Home MetroCard The Future of the MetroCard Part 4

The Future of the MetroCard Part 4

by Jeremy Steinemann

Today is the final part of a four-part series on the Future of the MetroCard and smart card technologies. Part 1 outlined the benefits of smart card technology; Part 2 outlined the deficiencies of the MetroCard; Part 3 summarized the current plans for a smart card in NYC; and Part 4, below, proposes a new smart card for NYC.
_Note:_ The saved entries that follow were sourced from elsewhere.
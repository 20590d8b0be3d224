//! Form and query encodings for each endpoint.
//!
//! Pure functions from domain values to ordered `(name, value)` pairs.

use crate::domain::{
    ACCOUNT_COOKIE, AccountId, Credentials, OutgoingMessage, SESSION_COOKIE, SessionCookie,
};

/// Ordered form or query pairs
pub type FormFields = Vec<(String, String)>;

/// Name of the anti-forgery form field
pub const TOKEN_FIELD: &str = "fb_dtsg";

fn pair(name: &str, value: impl Into<String>) -> (String, String) {
    (name.to_string(), value.into())
}

/// Authentication cookies for a logged-in account
pub fn auth_cookies(account_id: AccountId, session_cookie: &SessionCookie) -> FormFields {
    vec![
        pair(ACCOUNT_COOKIE, account_id.to_string()),
        pair(SESSION_COOKIE, session_cookie.as_str()),
    ]
}

/// Render cookie pairs as a `Cookie` header value
pub fn cookie_header(cookies: &[(String, String)]) -> String {
    cookies
        .iter()
        .map(|(name, value)| format!("{}={}", name, value))
        .collect::<Vec<_>>()
        .join("; ")
}

/// Login form body
pub fn login_form(email: &str, password: &str) -> FormFields {
    vec![pair("email", email), pair("pass", password)]
}

/// Buddy list query string
pub fn buddy_list_query(account_id: AccountId) -> FormFields {
    vec![pair("__a", "1"), pair("user", account_id.to_string())]
}

/// Typing indicator form body; `thread` equals `to` for one-to-one chats
pub fn typing_form(credentials: &Credentials, target: AccountId, typing: bool) -> FormFields {
    vec![
        pair("typ", if typing { "true" } else { "false" }),
        pair("to", target.to_string()),
        pair("source", "mercury-chat"),
        pair("thread", target.to_string()),
        pair("__user", credentials.account_id.to_string()),
        pair("__a", "1"),
        pair(TOKEN_FIELD, credentials.csrf_token.as_str()),
    ]
}

/// Single-element message batch form body
pub fn message_batch_form(credentials: &Credentials, message: &OutgoingMessage) -> FormFields {
    let author = format!("fbid:{}", message.author);
    let recipient = format!("fbid:{}", message.recipient);
    let field = |name: &str, value: String| (format!("message_batch[0][{}]", name), value);

    vec![
        pair("client", "mercury"),
        field("action_type", "ma-type:user-generated-message".to_string()),
        field("author", author.clone()),
        field("timestamp", message.timestamp.to_string()),
        field("timestamp_absolute", "Today".to_string()),
        field("source", "source:chat:web".to_string()),
        field("source_tags][0", "source:chat".to_string()),
        field("body", message.body.as_str().to_string()),
        field("has_attachment", "false".to_string()),
        field("html_body", "false".to_string()),
        field("status", "0".to_string()),
        field("message_id", message.message_id.as_str().to_string()),
        field("manual_retry_cnt", "0".to_string()),
        field("specific_to_list][0", recipient.clone()),
        field("specific_to_list][1", author),
        field("other_user_fbid", message.recipient.to_string()),
        pair("__user", credentials.account_id.to_string()),
        pair("__a", "1"),
        pair(TOKEN_FIELD, credentials.csrf_token.as_str()),
    ]
}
The NY Times this morning had additional coverage on Bloomberg’s free cross-town bus proposal, as well as his push for a NYC smart card. According to the article, Mr. Soffin, an MTA spokesman, insisted that the MTA’s pay-pass pilot (on the Lexington Avenue Line) would be expanded to some buses by the end of the year.  No word on a potential link with the Port Authority or New Jersey Transit, as the Philadelphia Daily News reported in July.

Part 4 – Get Smart
Although the specifics remain unclear, there are enough whispers from Elliot Sander, Jay Walder, Bloomberg, and the Port Authority to glean that an inter-agency smart card (in some form) is on its way. Outlined below is a proposal for what I believe such a smart card should look like in NYC.


A fantasy smart-card for NYC. Could this be our future?

1. Contactless RFID-Chips
I admit that I do not understand all of the technology behind fare cards, but I can say with certainty that the magnetic strip technology of the current MetroCard is not capable of performing all of the functions of a full-fledged smart card. Smart cards use an RFID chip, which enables a greater amount of information to be stored on a card than on a magnetic strip. Many credit card companies have supplemented magnetic strips with RFID chips on their own credit cards, because the capacity of  RFID offers space for security features that permit users to use the card without a PIN. These same security features enable transit agencies to create smart card management systems for riders online. Additionally, the capacity of RFID allows one card to carry multiple pieces of transit information: an unlimited pass, a user’s transit status (student, handicapped, senior, etc.), transit balance, etc..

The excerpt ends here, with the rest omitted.